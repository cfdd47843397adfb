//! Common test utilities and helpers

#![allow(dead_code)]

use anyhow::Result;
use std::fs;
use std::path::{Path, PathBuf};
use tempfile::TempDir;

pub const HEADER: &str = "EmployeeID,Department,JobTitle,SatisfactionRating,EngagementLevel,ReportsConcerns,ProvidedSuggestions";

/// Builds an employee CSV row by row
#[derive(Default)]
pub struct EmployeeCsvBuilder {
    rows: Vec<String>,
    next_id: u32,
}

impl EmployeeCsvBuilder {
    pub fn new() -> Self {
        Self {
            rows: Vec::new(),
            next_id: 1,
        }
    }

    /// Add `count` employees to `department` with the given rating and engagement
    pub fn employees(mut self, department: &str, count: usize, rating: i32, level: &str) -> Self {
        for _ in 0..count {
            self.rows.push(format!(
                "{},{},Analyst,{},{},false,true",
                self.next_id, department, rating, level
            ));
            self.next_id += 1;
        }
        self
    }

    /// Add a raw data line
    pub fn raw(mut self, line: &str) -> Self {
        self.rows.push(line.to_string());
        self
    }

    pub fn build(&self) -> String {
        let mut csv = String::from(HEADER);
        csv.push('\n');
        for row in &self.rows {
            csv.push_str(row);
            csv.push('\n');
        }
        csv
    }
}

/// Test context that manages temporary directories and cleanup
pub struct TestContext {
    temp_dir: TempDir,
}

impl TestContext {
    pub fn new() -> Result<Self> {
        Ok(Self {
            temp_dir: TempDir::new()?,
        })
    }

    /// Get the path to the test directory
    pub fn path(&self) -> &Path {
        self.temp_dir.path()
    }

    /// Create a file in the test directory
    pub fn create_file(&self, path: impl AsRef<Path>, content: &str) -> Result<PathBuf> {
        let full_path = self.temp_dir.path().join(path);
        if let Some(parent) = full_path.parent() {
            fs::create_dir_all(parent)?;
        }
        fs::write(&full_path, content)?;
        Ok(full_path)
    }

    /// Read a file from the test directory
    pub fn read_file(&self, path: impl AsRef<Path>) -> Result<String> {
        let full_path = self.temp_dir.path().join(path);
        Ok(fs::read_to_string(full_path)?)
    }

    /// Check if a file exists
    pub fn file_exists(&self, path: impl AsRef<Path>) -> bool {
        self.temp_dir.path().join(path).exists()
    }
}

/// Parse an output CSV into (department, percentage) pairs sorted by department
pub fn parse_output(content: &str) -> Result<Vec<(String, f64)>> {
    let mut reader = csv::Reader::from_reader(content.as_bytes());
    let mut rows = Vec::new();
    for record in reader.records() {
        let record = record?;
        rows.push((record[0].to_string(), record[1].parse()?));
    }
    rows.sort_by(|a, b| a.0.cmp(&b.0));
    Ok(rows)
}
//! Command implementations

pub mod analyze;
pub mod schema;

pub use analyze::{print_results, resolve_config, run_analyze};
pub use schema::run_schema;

> _EXERCISE BRIEF_:
A word-for-word restatement of the data above is required.

> _RESULT OF THIS TASK_:
repository cfdd47843397adfb
//! Common test utilities and helpers

#![allow(dead_code)]

use anyhow::Result;
use std::fs;
use std::path::{Path, PathBuf};
use tempfile::TempDir;

pub const HEADER: &str = "EmployeeID,Department,JobTitle,SatisfactionRating,EngagementLevel,ReportsConcerns,ProvidedSuggestions";

/// Builds an employee CSV row by row
#[derive(Default)]
pub struct EmployeeCsvBuilder {
    rows: Vec<String>,
    next_id: u32,
}

impl EmployeeCsvBuilder {
    pub fn new() -> Self {
        Self {
            rows: Vec::new(),
            next_id: 1,
        }
    }

    /// Add `count` employees to `department` with the given rating and engagement
    pub fn employees(mut self, department: &str, count: usize, rating: i32, level: &str) -> Self {
        for _ in 0..count {
            self.rows.push(format!(
                "{},{},Analyst,{},{},false,true",
                self.next_id, department, rating, level
            ));
            self.next_id += 1;
        }
        self
    }

    /// Add a raw data line
    pub fn raw(mut self, line: &str) -> Self {
        self.rows.push(line.to_string());
        self
    }

    pub fn build(&self) -> String {
        let mut csv = String::from(HEADER);
        csv.push('\n');
        for row in &self.rows {
            csv.push_str(row);
            csv.push('\n');
        }
        csv
    }
}

/// Test context that manages temporary directories and cleanup
pub struct TestContext {
    temp_dir: TempDir,
}

impl TestContext {
    pub fn new() -> Result<Self> {
        Ok(Self {
            temp_dir: TempDir::new()?,
        })
    }

    /// Get the path to the test directory
    pub fn path(&self) -> &Path {
        self.temp_dir.path()
    }

    /// Create a file in the test directory
    pub fn create_file(&self, path: impl AsRef<Path>, content: &str) -> Result<PathBuf> {
        let full_path = self.temp_dir.path().join(path);
        if let Some(parent) = full_path.parent() {
            fs::create_dir_all(parent)?;
        }
        fs::write(&full_path, content)?;
        Ok(full_path)
    }

    /// Read a file from the test directory
    pub fn read_file(&self, path: impl AsRef<Path>) -> Result<String> {
        let full_path = self.temp_dir.path().join(path);
        Ok(fs::read_to_string(full_path)?)
    }

    /// Check if a file exists
    pub fn file_exists(&self, path: impl AsRef<Path>) -> bool {
        self.temp_dir.path().join(path).exists()
    }
}

/// Parse an output CSV into (department, percentage) pairs sorted by department
pub fn parse_output(content: &str) -> Result<Vec<(String, f64)>> {
    let mut reader = csv::Reader::from_reader(content.as_bytes());
    let mut rows = Vec::new();
    for record in reader.records() {
        let record = record?;
        rows.push((record[0].to_string(), record[1].parse()?));
    }
    rows.sort_by(|a, b| a.0.cmp(&b.0));
    Ok(rows)
}
//! Command implementations

pub mod analyze;
pub mod schema;

pub use analyze::{print_results, resolve_config, run_analyze};
pub use schema::run_schema;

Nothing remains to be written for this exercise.